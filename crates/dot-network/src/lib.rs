//! # dot-network
//!
//! Network-facing vocabulary consumed by the sync engine.
//!
//! This crate provides:
//! - Peer identifiers
//! - Block request and response messages with wire-exact constants
//! - Typed request failures
//! - Reputation deltas reported against misbehaving peers

mod error;
mod messages;
mod peer;
mod reputation;

pub use error::RequestError;
pub use messages::{
    ascending_block_requests, BlockRequest, BlockResponse, Direction, FromBlock,
    BOOTSTRAP_REQUEST_DATA, REQUEST_BODY, REQUEST_HEADER, REQUEST_JUSTIFICATION,
};
pub use peer::PeerId;
pub use reputation::ReputationChange;

/// Maximum number of blocks a single response may carry.
///
/// Protocol-level constant; request constructors clamp to it.
pub const MAX_BLOCKS_IN_RESPONSE: u32 = 128;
==============================
**What you are asked to do:**
Copy out the data above, word for word.

**Solved problem:**
filename crates/dot-network/src/lib.rs
//! # dot-network
//!
//! Network-facing vocabulary consumed by the sync engine.
//!
//! This crate provides:
//! - Peer identifiers
//! - Block request and response messages with wire-exact constants
//! - Typed request failures
//! - Reputation deltas reported against misbehaving peers

mod error;
mod messages;
mod peer;
mod reputation;

pub use error::RequestError;
pub use messages::{
    ascending_block_requests, BlockRequest, BlockResponse, Direction, FromBlock,
    BOOTSTRAP_REQUEST_DATA, REQUEST_BODY, REQUEST_HEADER, REQUEST_JUSTIFICATION,
};
pub use peer::PeerId;
pub use reputation::ReputationChange;

/// Maximum number of blocks a single response may carry.
///
/// Protocol-level constant; request constructors clamp to it.
pub const MAX_BLOCKS_IN_RESPONSE: u32 = 128;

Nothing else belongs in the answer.